To do | What is needed is a copy of each line in the listing that contains "service".

Material supplied |
----
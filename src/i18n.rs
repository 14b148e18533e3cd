/*
Simple i18n helper for user-visible messages.

This module provides:
- A tiny embedded translations store for ZH/EN (compile-time embedded JSON).
- A simple `tr` function to lookup translations by key + optional params.
- A `t` convenience wrapper using the active language (APP_LANG, default zh).

Usage:
    use crate::i18n;
    let msg = i18n::t("auth.required");
    let msg_with = i18n::t_with("class_day.already_open", &[("date", "2024-05-01")]);

Notes:
- Placeholders in translation strings use single-brace format: `{name}`.
- Default language is `zh`. If a key is missing for the requested language,
  the fallback language will be used.
*/

use std::collections::HashMap;
use std::sync::OnceLock;

pub const DEFAULT_LANG: &str = "zh";

static TRANSLATIONS: OnceLock<HashMap<String, HashMap<String, String>>> = OnceLock::new();
static ACTIVE_LANG: OnceLock<String> = OnceLock::new();

const ZH_JSON: &str = r#"
{
  "auth.required": "尚未登入或登入已過期",
  "auth.logged_out": "已登出",
  "sync.not_configured": "尚未設定試算表 ID 或未登入",
  "spreadsheet.not_set": "尚未設定試算表 ID",
  "sheet.not_found": "找不到工作表「{sheet}」",
  "date.invalid": "無法解析日期：{date}",
  "class_day.already_open": "該日期已經開課：{date}",
  "class_day.not_found": "找不到該課程日期：{date}",
  "class_day.has_bookings": "無法關閉課程：已有 {count} 位學生預約",
  "class_day.full": "以下日期課程已額滿：{date}",
  "student.not_found": "找不到該學生：{id}",
  "student.name_required": "學生姓名不可為空",
  "students.not_found": "找不到以下學生: {ids}",
  "booking.no_students": "請至少選擇一位學生",
  "error.unsupported_language": "不支援的語言：{lang}"
}
"#;

const EN_JSON: &str = r#"
{
  "auth.required": "Not signed in or the session has expired",
  "auth.logged_out": "Logged out",
  "sync.not_configured": "Spreadsheet ID is not set or you are not signed in",
  "spreadsheet.not_set": "Spreadsheet ID is not set",
  "sheet.not_found": "Sheet \"{sheet}\" not found",
  "date.invalid": "Cannot parse date: {date}",
  "class_day.already_open": "A class is already open on {date}",
  "class_day.not_found": "No class is open on {date}",
  "class_day.has_bookings": "Cannot close class: {count} student(s) already booked",
  "class_day.full": "The class on {date} is full",
  "student.not_found": "Student not found: {id}",
  "student.name_required": "Student name must not be empty",
  "students.not_found": "Students not found: {ids}",
  "booking.no_students": "Select at least one student",
  "error.unsupported_language": "Unsupported language: {lang}"
}
"#;

/// Initialize translations map (lazy).
fn build_translations() -> HashMap<String, HashMap<String, String>> {
    let mut out: HashMap<String, HashMap<String, String>> = HashMap::new();

    let zh_map: HashMap<String, String> = serde_json::from_str(ZH_JSON).unwrap_or_else(|e| {
        panic!("failed to parse ZH_JSON in i18n module: {}", e);
    });
    out.insert("zh".to_string(), zh_map);

    let en_map: HashMap<String, String> = serde_json::from_str(EN_JSON).unwrap_or_else(|e| {
        panic!("failed to parse EN_JSON in i18n module: {}", e);
    });
    out.insert("en".to_string(), en_map);

    out
}

/// Returns the global translations map (lang -> (key -> message)).
fn translations() -> &'static HashMap<String, HashMap<String, String>> {
    TRANSLATIONS.get_or_init(build_translations)
}

/// Normalize a language tag into a short, lowercase code (e.g. "zh-TW" -> "zh").
pub fn normalize_language(lang: &str) -> String {
    lang.split('-').next().unwrap_or(lang).to_lowercase()
}

/// Returns true if the given language code is supported (e.g. "zh", "en").
pub fn is_supported_language(lang: &str) -> bool {
    translations().contains_key(lang)
}

/// Select the language used by `t` / `t_with`. Only the first call has an effect.
pub fn set_active_language(lang: &str) -> Result<(), String> {
    let lang = normalize_language(lang);
    if !is_supported_language(&lang) {
        return Err(tr(None, "error.unsupported_language", Some(&[("lang", lang.as_str())])));
    }
    let _ = ACTIVE_LANG.set(lang);
    Ok(())
}

fn active_language() -> &'static str {
    ACTIVE_LANG.get().map(String::as_str).unwrap_or(DEFAULT_LANG)
}

/// Translate a key using an explicit language (or default if None).
///
/// Returns the translated and parameter-substituted string. If no translation is found,
/// returns the default language value or the key itself.
pub fn tr(lang: Option<&str>, key: &str, params: Option<&[(&str, &str)]>) -> String {
    let map = translations();

    let desired = lang.unwrap_or(DEFAULT_LANG);

    let val = map
        .get(desired)
        .and_then(|m| m.get(key))
        .cloned()
        .or_else(|| map.get(DEFAULT_LANG).and_then(|m| m.get(key)).cloned())
        // If still missing, return the key itself (useful in logs)
        .unwrap_or_else(|| key.to_string());

    if let Some(params) = params {
        let mut s = val;
        for (k, v) in params {
            s = s.replace(&format!("{{{}}}", k), v);
        }
        s
    } else {
        val
    }
}

/// Convenience wrapper: translate using the active language.
pub fn t(key: &str) -> String {
    tr(Some(active_language()), key, None)
}

/// Convenience wrapper with params (active language).
pub fn t_with(key: &str, params: &[(&str, &str)]) -> String {
    tr(Some(active_language()), key, Some(params))
}
use std::sync::Arc;

use axum::{
    extract::{Path, State},
    http::StatusCode,
    routing::{get, put},
    Json, Router,
};

use crate::db::models::{NewStudent, Student, StudentUpdate};
use crate::error::AppResult;
use crate::AppState;

pub fn router() -> Router<Arc<AppState>> {
    Router::new()
        .route("/", get(list_students).post(add_student))
        .route("/:id", put(edit_student))
}

/// Students as of the last sync, deactivated ones included.
async fn list_students(State(state): State<Arc<AppState>>) -> Json<Vec<Student>> {
    Json(state.service.state().students)
}

async fn add_student(
    State(state): State<Arc<AppState>>,
    Json(body): Json<NewStudent>,
) -> AppResult<(StatusCode, Json<Student>)> {
    let student = state.service.add_student(body).await?;
    Ok((StatusCode::CREATED, Json(student)))
}

/// Partial update. Sending `{"active": false}` deactivates the student.
async fn edit_student(
    State(state): State<Arc<AppState>>,
    Path(id): Path<String>,
    Json(body): Json<StudentUpdate>,
) -> AppResult<Json<Student>> {
    let student = state.service.edit_student(&id, body).await?;
    Ok(Json(student))
}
----
Task output |
    Json(state.service.state().students)
    let student = state.service.add_student(body).await?;
    let student = state.service.edit_student(&id, body).await?;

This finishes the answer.